Whenever I do any fire performances I am nervous. I am scared that I may screw up, injure someone, or it could just not work. But these nerves help out as well. I become more confident as the biological effects of nerves kick in. But at the same time I have a healthy respect for what I am about to do. I know that I can do these dangerous skills, but at the same I don’t want to do anything too stupid. It’s good to have a respect for what you do, magic, acting or whatever enough that you don’t get too cocky. If you get too over confident it can lead to accidents. I know I am going back to the fire performing, but it is the clearest example I have of his.

A few days ago I was doing some fire eating and was getting over confident slightly.

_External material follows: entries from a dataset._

//! Module visits, the pass accumulator, and the published snapshot
//!
//! A pass produces a tree of [`ModuleVisit`]s: one per traversal step into a
//! module file. The [`StoreMap`] and the [`DependencyGraph`] are projections
//! of that tree, which is what lets an incremental pass reuse whole subtrees.

use std::collections::{BTreeSet, HashMap, HashSet};
use std::path::{Path, PathBuf};

use crate::parsing::ExportName;
use crate::schema::{Entry, ModulePath, StoreMap};

use super::graph::DependencyGraph;

/// `referencing file -> referenced file`
pub type Edge = (PathBuf, PathBuf);

/// How the module object is located inside its file
#[derive(Debug, Clone, PartialEq, Eq, Hash, PartialOrd, Ord)]
pub enum VisitTarget {
    /// Store constructor argument or default export of the entry file
    Root,
    /// An export of a module file
    Export(ExportName),
    /// Inline module object passed to `registerModule` on this line
    Registered { line: usize },
}

/// Structural position of a module
#[derive(Debug, Clone, Default, PartialEq, Eq, Hash)]
pub struct ModuleFrame {
    pub path: ModulePath,
    /// Runtime namespace of the parent module
    pub runtime_base: ModulePath,
}

impl ModuleFrame {
    pub fn root() -> Self {
        Self::default()
    }
}

/// Identity of a visit; equal keys over equal inputs give equal visits
#[derive(Debug, Clone, PartialEq, Eq, Hash)]
pub struct VisitKey {
    pub file: PathBuf,
    pub path: ModulePath,
    pub runtime_base: ModulePath,
    pub target: VisitTarget,
}

/// Everything one traversal step into a file produced
#[derive(Debug, Clone, PartialEq, Eq)]
pub struct ModuleVisit {
    pub key: VisitKey,
    /// Entries of the module and of its inline sub-modules
    pub entries: Vec<Entry>,
    pub edges: Vec<Edge>,
    /// Files of this visit holding a reference that resolved to nothing
    pub unresolved: Vec<PathBuf>,
    /// Files skipped because they were already being visited
    pub cycle_skips: Vec<PathBuf>,
    /// Runtime namespace of the module and of its inline sub-modules
    pub namespaces: Vec<(ModulePath, ModulePath)>,
    pub children: Vec<ModuleVisit>,
}

impl ModuleVisit {
    pub fn new(key: VisitKey) -> Self {
        Self {
            key,
            entries: Vec::new(),
            edges: Vec::new(),
            unresolved: Vec::new(),
            cycle_skips: Vec::new(),
            namespaces: Vec::new(),
            children: Vec::new(),
        }
    }

    /// This visit and all its descendants, pre-order
    pub fn walk(&self) -> Vec<&ModuleVisit> {
        let mut out = Vec::new();
        let mut stack = vec![self];
        while let Some(visit) = stack.pop() {
            out.push(visit);
            stack.extend(visit.children.iter().rev());
        }
        out
    }

    pub fn entry_count(&self) -> usize {
        self.walk().iter().map(|v| v.entries.len()).sum()
    }
}

/// Result of scanning one file for `registerModule` calls
#[derive(Debug, Clone, PartialEq, Eq)]
pub struct RegistrationScan {
    pub file: PathBuf,
    pub visits: Vec<ModuleVisit>,
    /// Edges recorded while resolving calls that produced no visit
    pub edges: Vec<Edge>,
    pub unresolved: Vec<PathBuf>,
}

/// Per-pass accumulator threaded through the module traversal.
///
/// Tracks the files currently being visited (for cycle detection) and every
/// module file reached, in first-visit order.
#[derive(Debug, Default)]
pub struct StoreBuilder {
    active: Vec<PathBuf>,
    module_files: Vec<PathBuf>,
    seen_files: HashSet<PathBuf>,
    namespaces: HashMap<ModulePath, ModulePath>,
    reused_visits: usize,
}

impl StoreBuilder {
    pub fn new() -> Self {
        Self::default()
    }

    pub fn is_active(&self, file: &Path) -> bool {
        self.active.iter().any(|active| active == file)
    }

    pub fn active(&self) -> &[PathBuf] {
        &self.active
    }

    pub fn enter(&mut self, file: &Path) {
        self.active.push(file.to_path_buf());
        self.note_file(file);
    }

    pub fn leave(&mut self, file: &Path) {
        if let Some(position) = self.active.iter().rposition(|active| active == file) {
            self.active.remove(position);
        }
    }

    /// Account for a visit subtree carried over from a previous pass
    pub fn note_reused(&mut self, visit: &ModuleVisit) {
        for descendant in visit.walk() {
            self.note_file(&descendant.key.file);
            for (path, namespace) in &descendant.namespaces {
                self.note_namespace(path, namespace);
            }
            self.reused_visits += 1;
        }
    }

    /// Record the runtime namespace a module built so far resolved to
    pub fn note_namespace(&mut self, path: &ModulePath, namespace: &ModulePath) {
        self.namespaces.insert(path.clone(), namespace.clone());
    }

    pub fn runtime_namespace(&self, path: &ModulePath) -> Option<&ModulePath> {
        self.namespaces.get(path)
    }

    /// Runtime base of a module registered at `path`: the runtime namespace
    /// of its parent module, root when the parent was never built
    pub fn registration_base(&self, path: &ModulePath) -> ModulePath {
        self.runtime_namespace(&path.parent())
            .cloned()
            .unwrap_or_default()
    }

    fn note_file(&mut self, file: &Path) {
        if self.seen_files.insert(file.to_path_buf()) {
            self.module_files.push(file.to_path_buf());
        }
    }

    /// Module files reached so far, first-visit order
    pub fn module_files(&self) -> &[PathBuf] {
        &self.module_files
    }

    pub fn reused_visits(&self) -> usize {
        self.reused_visits
    }
}

/// Counters describing how a snapshot was built
#[derive(Debug, Clone, Copy, Default, PartialEq, Eq)]
pub struct PassStats {
    /// Files read and parsed during the pass
    pub files_parsed: usize,
    /// Visits carried over from the previous snapshot
    pub visits_reused: usize,
}

/// Immutable result of one index pass
#[derive(Debug, Clone, Default)]
pub struct IndexSnapshot {
    /// Canonical entry file, `None` before the first pass
    pub entry: Option<PathBuf>,
    pub store: StoreMap,
    pub graph: DependencyGraph,
    pub root: Option<ModuleVisit>,
    pub registrations: Vec<RegistrationScan>,
    /// Assigned on publication; 0 means never published
    pub generation: u64,
    pub stats: PassStats,
}

impl IndexSnapshot {
    /// Snapshot published before any pass
    pub fn empty() -> Self {
        Self::default()
    }

    /// Project the visit tree into a store map and a dependency graph
    pub fn from_visits(
        entry: &Path,
        root: Option<ModuleVisit>,
        registrations: Vec<RegistrationScan>,
        stats: PassStats,
    ) -> Self {
        let mut store = StoreMap::new();
        let mut graph = DependencyGraph::new();

        let registered = registrations.iter().flat_map(|scan| scan.visits.iter());
        for top in root.iter().chain(registered) {
            for visit in top.walk() {
                for entry in &visit.entries {
                    store.push(entry.clone());
                }
                for (from, to) in &visit.edges {
                    graph.add_edge(from, to);
                }
            }
        }
        for scan in &registrations {
            for (from, to) in &scan.edges {
                graph.add_edge(from, to);
            }
        }

        Self {
            entry: Some(entry.to_path_buf()),
            store,
            graph,
            root,
            registrations,
            generation: 0,
            stats,
        }
    }

    /// All visits, root tree first, then registered modules; pre-order
    pub fn visits(&self) -> Vec<&ModuleVisit> {
        self.root
            .iter()
            .chain(self.registrations.iter().flat_map(|scan| scan.visits.iter()))
            .flat_map(|top| top.walk())
            .collect()
    }

    /// Structural module path of the module declared in `file`.
    ///
    /// The first visit into the file wins; a file that only contributes
    /// entries (an imported section) maps to the path of its first entry.
    pub fn namespace_for_file(&self, file: &Path) -> Option<ModulePath> {
        if let Some(visit) = self
            .visits()
            .into_iter()
            .find(|visit| visit.key.file == file && matches!(visit.key.target, VisitTarget::Export(_)))
        {
            return Some(visit.key.path.clone());
        }
        if self.entry.as_deref() == Some(file) {
            return Some(ModulePath::root());
        }
        self.store
            .iter()
            .find(|entry| entry.location.file == file)
            .map(|entry| entry.module_path.clone())
    }

    /// Files holding a reference that resolved to nothing during the pass
    pub fn unresolved_files(&self) -> BTreeSet<PathBuf> {
        let scans = self.registrations.iter().flat_map(|scan| scan.unresolved.iter());
        self.visits()
            .into_iter()
            .flat_map(|visit| visit.unresolved.iter())
            .chain(scans)
            .cloned()
            .collect()
    }

    /// Whether the pass read `file` or recorded a reference to it
    pub fn knows_file(&self, file: &Path) -> bool {
        self.graph.files().iter().any(|known| known.as_path() == file)
            || self.visits().iter().any(|visit| visit.key.file == file)
            || self.registrations.iter().any(|scan| scan.file == file)
    }

    /// Changed files plus their transitive dependents in this snapshot
    pub fn affected_files<'p, I>(&self, changed: I) -> BTreeSet<PathBuf>
    where
        I: IntoIterator<Item = &'p PathBuf>,
    {
        self.graph.affected_files(changed)
    }
}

I did some fire breathing shortly beforehand and did not realise that I had been stupid enough to still have some paraffin on my face. I was too overconfident thinking that I could do anything. I didn’t realise that I had a slight bit of fuel on my face which was quite happy to ignite. I became too confident and lost my respect for the flame (and the skill) and ended up getting first degree burns to my face. I’ll soon recover but I have learnt my lesson. Respect your skills and be happy to be nervous. Nerves are good, but don’t let them control you.
And thats about it, so just to quickly recap

1 – Work on Self Esteem
2 – Practice, Practice, Practice
3 – Planning
4 – Be Confident
5 – Be in control
6 – Ask friends for advice
7 - Don’t worry about mistakes

And finally use nerves to your advantage. They can be healthy but don’t let them control you. Hope that helps.

 Post subject: Re: The major issue - Nerves when performing
PostPosted: Fri Feb 05, 2010 5:21 pm 
born to perform.

Joined: 22 Sep 2009
Posts: 581
Location: Over there
I agree your advice not only include magic but life. And OF COURSE practice, practice, practice. The only advice I can add to your guide is that you should never pass up a chance to preform. If someones asks you to do a trick, do one.If you don't have cards borrow a coin, no coins pull off your thumb or shrink your pinky and pass it off as a joke. That's my word of wisdom.